* What the exercise asks: Starting at the first line of the entries below, output every line exactly, up to and including the line with "can extend the".

* Data to process:
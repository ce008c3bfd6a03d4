//! Ignore-list handling for host-injected pseudo-devices
//!
//! Hosts inject serial nodes that are never MCU boards (debug consoles,
//! Bluetooth pseudo-ports). A device is ignorable when any entry of the
//! ignore set occurs as a substring of its name. Users can extend the
//! built-in set with a per-user file, one entry per line.

use std::fs;
use std::path::{Path, PathBuf};

use tracing::debug;

use crate::scanner::DEVICE_ROOT;

/// Known pseudo-devices that are definitely not MCUs
pub const DEFAULT_IGNORES: [&str; 2] = ["cu.debug-console", "cu.Bluetooth-Incoming-Port"];

/// Ordered set of device-name substrings to exclude from discovery
#[derive(Debug, Clone)]
pub struct IgnoreSet {
    entries: Vec<String>,
}

impl IgnoreSet {
    /// The built-in defaults only
    pub fn builtin() -> Self {
        Self::from_entries([])
    }

    /// User entries (in the given order) followed by the built-in defaults
    pub fn from_entries(user: impl IntoIterator<Item = String>) -> Self {
        let mut entries: Vec<String> = user.into_iter().collect();
        entries.extend(DEFAULT_IGNORES.iter().map(|s| s.to_string()));
        Self { entries }
    }

    /// Read user entries from a file and append the built-in defaults.
    ///
    /// Each non-empty line is one entry; a leading `/dev/` is stripped so
    /// the file may hold bare names or full paths. A missing or unreadable
    /// file is not an error: the set degrades to the built-in defaults.
    pub fn load(path: &Path) -> Self {
        let mut user = Vec::new();
        match fs::read_to_string(path) {
            Ok(text) => {
                for line in text.lines() {
                    let line = line.trim();
                    if line.is_empty() {
                        continue;
                    }
                    let name = line.strip_prefix(DEVICE_ROOT).unwrap_or(line);
                    user.push(name.to_string());
                }
            }
            Err(err) => {
                debug!("No user ignore file at {}: {}", path.display(), err);
            }
        }
        Self::from_entries(user)
    }

    /// Load from the per-user ignore file at its fixed location.
    pub fn load_default() -> Self {
        match default_ignore_path() {
            Some(path) => Self::load(&path),
            None => Self::builtin(),
        }
    }

    /// True when any entry occurs within the given device name
    pub fn matches(&self, name: &str) -> bool {
        self.entries.iter().any(|entry| name.contains(entry))
    }

    /// Drop every ignorable name, preserving input order.
    ///
    /// Exact duplicates in the input are passed through untouched; the
    /// prune never de-duplicates.
    pub fn prune(&self, devices: Vec<String>) -> Vec<String> {
        devices.into_iter().filter(|d| !self.matches(d)).collect()
    }

    /// The entries in match order
    pub fn entries(&self) -> &[String] {
        &self.entries
    }
}

/// Fixed location of the per-user ignore file, or `None` when the host
/// has no resolvable config directory.
pub fn default_ignore_path() -> Option<PathBuf> {
    dirs::config_dir().map(|dir| dir.join("ttypick").join("ignore"))
}

#[cfg(test)]
mod tests {
    use std::io::Write as _;

    use proptest::prelude::*;

    use super::*;

    fn strings(names: &[&str]) -> Vec<String> {
        names.iter().map(|s| s.to_string()).collect()
    }

    #[test]
    fn test_builtin_contains_known_pseudo_devices() {
        let set = IgnoreSet::builtin();
        assert_eq!(set.entries(), strings(&DEFAULT_IGNORES).as_slice());
    }

    #[test]
    fn test_prune_drops_default_pseudo_devices() {
        let set = IgnoreSet::builtin();
        let raw = strings(&[
            "cu.usbmodem1101",
            "cu.debug-console",
            "cu.Bluetooth-Incoming-Port",
        ]);
        assert_eq!(set.prune(raw), strings(&["cu.usbmodem1101"]));
    }

    #[test]
    fn test_match_is_substring_containment() {
        let set = IgnoreSet::from_entries(strings(&["usbserial"]));
        assert!(set.matches("cu.usbserial-1410"));
        assert!(!set.matches("cu.usbmodem1101"));
    }

    #[test]
    fn test_prune_preserves_enumeration_order() {
        let set = IgnoreSet::builtin();
        let raw = strings(&["cu.zz", "cu.debug-console", "cu.aa", "cu.mm"]);
        assert_eq!(set.prune(raw), strings(&["cu.zz", "cu.aa", "cu.mm"]));
    }

    #[test]
    fn test_prune_passes_exact_duplicates_through() {
        // Hosts are assumed not to produce duplicates; the prune does not
        // defend against them
        let set = IgnoreSet::builtin();
        let raw = strings(&["cu.usbmodem01", "cu.usbmodem01"]);
        assert_eq!(set.prune(raw), strings(&["cu.usbmodem01", "cu.usbmodem01"]));
    }

    #[test]
    fn test_load_reads_user_entries_before_builtins() {
        let mut file = tempfile::NamedTempFile::new().unwrap();
        writeln!(file, "cu.MALS").unwrap();
        writeln!(file).unwrap();
        writeln!(file, "/dev/cu.wlan-debug").unwrap();
        file.flush().unwrap();

        let set = IgnoreSet::load(file.path());
        let mut expected = strings(&["cu.MALS", "cu.wlan-debug"]);
        expected.extend(strings(&DEFAULT_IGNORES));
        assert_eq!(set.entries(), expected.as_slice());
    }

    #[test]
    fn test_load_missing_file_falls_back_to_builtins() {
        let dir = tempfile::tempdir().unwrap();
        let set = IgnoreSet::load(&dir.path().join("no-such-file"));
        assert_eq!(set.entries(), strings(&DEFAULT_IGNORES).as_slice());
    }

    proptest! {
        #[test]
        fn prune_output_is_a_subsequence_of_input(
            raw in proptest::collection::vec("[a-zA-Z.\\-]{0,16}", 0..24)
        ) {
            let set = IgnoreSet::builtin();
            let pruned = set.prune(raw.clone());

            let mut input = raw.iter();
            for kept in &pruned {
                prop_assert!(input.any(|name| name == kept));
            }
        }

        #[test]
        fn prune_is_idempotent(
            raw in proptest::collection::vec("[a-zA-Z.\\-]{0,16}", 0..24)
        ) {
            let set = IgnoreSet::builtin();
            let once = set.prune(raw);
            let twice = set.prune(once.clone());
            prop_assert_eq!(twice, once);
        }
    }
}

* Answer to this task:
repository ce008c3bfd6a03d4
//! Ignore-list handling for host-injected pseudo-devices
//!
//! Hosts inject serial nodes that are never MCU boards (debug consoles,
//! Bluetooth pseudo-ports). A device is ignorable when any entry of the
//! ignore set occurs as a substring of its name. Users can extend the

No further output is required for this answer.